-- Exercise materials follows --
use crate::db::*;
use tempfile::NamedTempFile;

#[tokio::test]
async fn test_count_and_get_missed() {
    let temp_file = NamedTempFile::new().unwrap();
    let db = Database::new(temp_file.path()).await.unwrap();
    let group = db.add_group("alt.binaries.teevee").await.unwrap();

    db.save_scan_batch(group.id, 100, &[], &[5, 3, 9]).await.unwrap();

    assert_eq!(db.count_missed("alt.binaries.teevee").await.unwrap(), 3);
    assert_eq!(db.count_missed("alt.binaries.other").await.unwrap(), 0);

    let missed = db.get_missed("alt.binaries.teevee", 2).await.unwrap();
    assert_eq!(missed.len(), 2);
    assert_eq!(missed[0].message_number, 3);
    assert_eq!(missed[1].message_number, 5);

    db.close().await;
}

#[tokio::test]
async fn test_purge_missed_respects_attempts() {
    let temp_file = NamedTempFile::new().unwrap();
    let db = Database::new(temp_file.path()).await.unwrap();
    let group = db.add_group("alt.binaries.teevee").await.unwrap();

    db.save_scan_batch(group.id, 100, &[], &[1, 2]).await.unwrap();
    db.save_scan_batch(group.id, 100, &[], &[2]).await.unwrap();

    // Only message 2 has reached two attempts
    let purged = db.purge_missed("alt.binaries.teevee", 2).await.unwrap();
    assert_eq!(purged, 1);
    assert_eq!(db.count_missed("alt.binaries.teevee").await.unwrap(), 1);

    db.close().await;
}
use crate::db::*;
use tempfile::NamedTempFile;

fn imported(id: i64, scope: &str, pattern: &str, ordinal: i32) -> NewRule {
    NewRule {
        id,
        group_scope: scope.to_string(),
        pattern: pattern.to_string(),
        ordinal,
        description: String::new(),
    }
}

#[tokio::test]
async fn test_enabled_rules_ordered_by_ordinal() {
    let temp_file = NamedTempFile::new().unwrap();
    let db = Database::new(temp_file.path()).await.unwrap();

    db.replace_imported_rules(&[
        imported(2, "*", r"(?P<name>.+)", 20),
        imported(1, "alt.binaries.teevee", r"(?P<name>.+?) \[", 10),
    ])
    .await
    .unwrap();

    let rules = db.enabled_rules().await.unwrap();
    assert_eq!(rules.len(), 2);
    assert_eq!(rules[0].id, 1);
    assert_eq!(rules[0].ordinal, 10);
    assert_eq!(rules[1].id, 2);

    db.close().await;
}

#[tokio::test]
async fn test_reimport_replaces_low_ids_keeps_local() {
    let temp_file = NamedTempFile::new().unwrap();
    let db = Database::new(temp_file.path()).await.unwrap();

    db.replace_imported_rules(&[imported(1, "*", r"old", 10)])
        .await
        .unwrap();
    let local_id = db
        .insert_rule("alt.binaries.teevee", r"(?P<name>local)", 5, "hand written")
        .await
        .unwrap();
    assert!(local_id >= 100_000);

    db.replace_imported_rules(&[imported(7, "*", r"new", 10)])
        .await
        .unwrap();

    let rules = db.enabled_rules().await.unwrap();
    assert_eq!(rules.len(), 2);
    assert_eq!(rules[0].id, local_id);
    assert_eq!(rules[1].id, 7);
    assert_eq!(rules[1].pattern, "new");

    db.close().await;
}

#[tokio::test]
async fn test_disabled_rules_excluded() {
    let temp_file = NamedTempFile::new().unwrap();
    let db = Database::new(temp_file.path()).await.unwrap();

    db.replace_imported_rules(&[imported(1, "*", r"a", 10), imported(2, "*", r"b", 20)])
        .await
        .unwrap();
    db.set_rule_enabled(1, false).await.unwrap();

    let rules = db.enabled_rules().await.unwrap();
    assert_eq!(rules.len(), 1);
    assert_eq!(rules[0].id, 2);

    db.close().await;
}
-- Exercise materials concluded --
> _Goal of the exercise_:
Transcribe all the data word for word, as it appears above.

> _Solution to the exercise_:
use crate::db::*;
use tempfile::NamedTempFile;

#[tokio::test]
async fn test_count_and_get_missed() {
    let temp_file = NamedTempFile::new().unwrap();
    let db = Database::new(temp_file.path()).await.unwrap();
    let group = db.add_group("alt.binaries.teevee").await.unwrap();

    db.save_scan_batch(group.id, 100, &[], &[5, 3, 9]).await.unwrap();

    assert_eq!(db.count_missed("alt.binaries.teevee").await.unwrap(), 3);
    assert_eq!(db.count_missed("alt.binaries.other").await.unwrap(), 0);

    let missed = db.get_missed("alt.binaries.teevee", 2).await.unwrap();
    assert_eq!(missed.len(), 2);
    assert_eq!(missed[0].message_number, 3);
    assert_eq!(missed[1].message_number, 5);

    db.close().await;
}

#[tokio::test]
async fn test_purge_missed_respects_attempts() {
    let temp_file = NamedTempFile::new().unwrap();
    let db = Database::new(temp_file.path()).await.unwrap();
    let group = db.add_group("alt.binaries.teevee").await.unwrap();

    db.save_scan_batch(group.id, 100, &[], &[1, 2]).await.unwrap();
    db.save_scan_batch(group.id, 100, &[], &[2]).await.unwrap();

    // Only message 2 has reached two attempts
    let purged = db.purge_missed("alt.binaries.teevee", 2).await.unwrap();
    assert_eq!(purged, 1);
    assert_eq!(db.count_missed("alt.binaries.teevee").await.unwrap(), 1);

    db.close().await;
}
use crate::db::*;
use tempfile::NamedTempFile;

fn imported(id: i64, scope: &str, pattern: &str, ordinal: i32) -> NewRule {
    NewRule {
        id,
        group_scope: scope.to_string(),
        pattern: pattern.to_string(),
        ordinal,
        description: String::new(),
    }
}

#[tokio::test]
async fn test_enabled_rules_ordered_by_ordinal() {
    let temp_file = NamedTempFile::new().unwrap();
    let db = Database::new(temp_file.path()).await.unwrap();

    db.replace_imported_rules(&[
        imported(2, "*", r"(?P<name>.+)", 20),
        imported(1, "alt.binaries.teevee", r"(?P<name>.+?) \[", 10),
    ])
    .await
    .unwrap();

    let rules = db.enabled_rules().await.unwrap();
    assert_eq!(rules.len(), 2);
    assert_eq!(rules[0].id, 1);
    assert_eq!(rules[0].ordinal, 10);
    assert_eq!(rules[1].id, 2);

    db.close().await;
}

#[tokio::test]
async fn test_reimport_replaces_low_ids_keeps_local() {
    let temp_file = NamedTempFile::new().unwrap();
    let db = Database::new(temp_file.path()).await.unwrap();

    db.replace_imported_rules(&[imported(1, "*", r"old", 10)])
        .await
        .unwrap();
    let local_id = db
        .insert_rule("alt.binaries.teevee", r"(?P<name>local)", 5, "hand written")
        .await
        .unwrap();
    assert!(local_id >= 100_000);

    db.replace_imported_rules(&[imported(7, "*", r"new", 10)])
        .await
        .unwrap();

    let rules = db.enabled_rules().await.unwrap();
    assert_eq!(rules.len(), 2);
    assert_eq!(rules[0].id, local_id);
    assert_eq!(rules[1].id, 7);
    assert_eq!(rules[1].pattern, "new");

    db.close().await;
}

#[tokio::test]
async fn test_disabled_rules_excluded() {
    let temp_file = NamedTempFile::new().unwrap();
    let db = Database::new(temp_file.path()).await.unwrap();

    db.replace_imported_rules(&[imported(1, "*", r"a", 10), imported(2, "*", r"b", 20)])
        .await
        .unwrap();
    db.set_rule_enabled(1, false).await.unwrap();

    let rules = db.enabled_rules().await.unwrap();
    assert_eq!(rules.len(), 1);
    assert_eq!(rules[0].id, 2);

    db.close().await;
}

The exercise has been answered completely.